From the listing that follows, report the number of lines with the word "LogLevel" in them, and no other output.

[[ DATASET EXTRACT open ]]

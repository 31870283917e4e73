use std::path::PathBuf;

use clap::{Args, Parser, Subcommand, ValueEnum};
use log::LevelFilter;
use scout_core::{ExperienceLevel, RunRequest};

use super::config::{LoaderKind, DEFAULT_CONFIG_FILE};

pub const MIN_COUNT: usize = 5;
pub const MAX_COUNT: usize = 100;

#[derive(Parser, Debug)]
#[command(name = "scout", version, about = "Collect job listings into a CSV file")]
pub struct Cli {
    /// Config file; missing means built-in defaults.
    #[arg(long, value_name = "PATH", default_value = DEFAULT_CONFIG_FILE, global = true)]
    pub config: PathBuf,

    #[arg(long, value_name = "LEVEL", value_enum, global = true)]
    pub log_level: Option<LogLevel>,

    #[command(subcommand)]
    pub command: Command,
}

#[derive(Subcommand, Debug)]
pub enum Command {
    /// Scrape listings for a keyword and export them
    Run(RunArgs),
    /// Download the browser driver if needed and print its path
    Driver,
    /// Write a config file with every setting at its default
    Init {
        #[arg(long)]
        force: bool,
    },
}

#[derive(Args, Debug)]
pub struct RunArgs {
    #[arg(long, short = 'k')]
    pub keyword: String,

    #[arg(long, short = 'l', default_value = "")]
    pub location: String,

    /// ENTRY_LEVEL, ASSOCIATE, MID_SENIOR, DIRECTOR or EXECUTIVE
    #[arg(long, short = 'e', value_name = "LEVEL", default_value = "ENTRY_LEVEL")]
    pub experience: ExperienceLevel,

    /// Number of listings to collect (5-100)
    #[arg(long, short = 'n', default_value_t = 10, value_parser = parse_count)]
    pub count: usize,

    #[arg(long, value_enum)]
    pub loader: Option<LoaderKind>,

    /// Export file; defaults to linkedin_job_offers.csv in the export dir
    #[arg(long, short = 'o', value_name = "FILE")]
    pub output: Option<PathBuf>,

    #[arg(long)]
    pub no_export: bool,
}

impl RunArgs {
    pub fn request(&self) -> RunRequest {
        RunRequest::new(
            self.keyword.clone(),
            self.location.clone(),
            self.experience,
            self.count,
        )
    }
}

#[derive(Debug, Clone, Copy, PartialEq, Eq, ValueEnum)]
pub enum LogLevel {
    Error,
    Warn,
    Info,
    Debug,
    Trace,
}

impl From<LogLevel> for LevelFilter {
    fn from(level: LogLevel) -> Self {
        match level {
            LogLevel::Error => LevelFilter::Error,
            LogLevel::Warn => LevelFilter::Warn,
            LogLevel::Info => LevelFilter::Info,
            LogLevel::Debug => LevelFilter::Debug,
            LogLevel::Trace => LevelFilter::Trace,
        }
    }
}

fn parse_count(value: &str) -> Result<usize, String> {
    let count: usize = value
        .trim()
        .parse()
        .map_err(|_| format!("`{value}` is not a number"))?;
    if !(MIN_COUNT..=MAX_COUNT).contains(&count) {
        return Err(format!("must be between {MIN_COUNT} and {MAX_COUNT}"));
    }
    Ok(count)
}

[[ DATASET EXTRACT closed ]]

• ANSWER TO THIS PROBLEM
9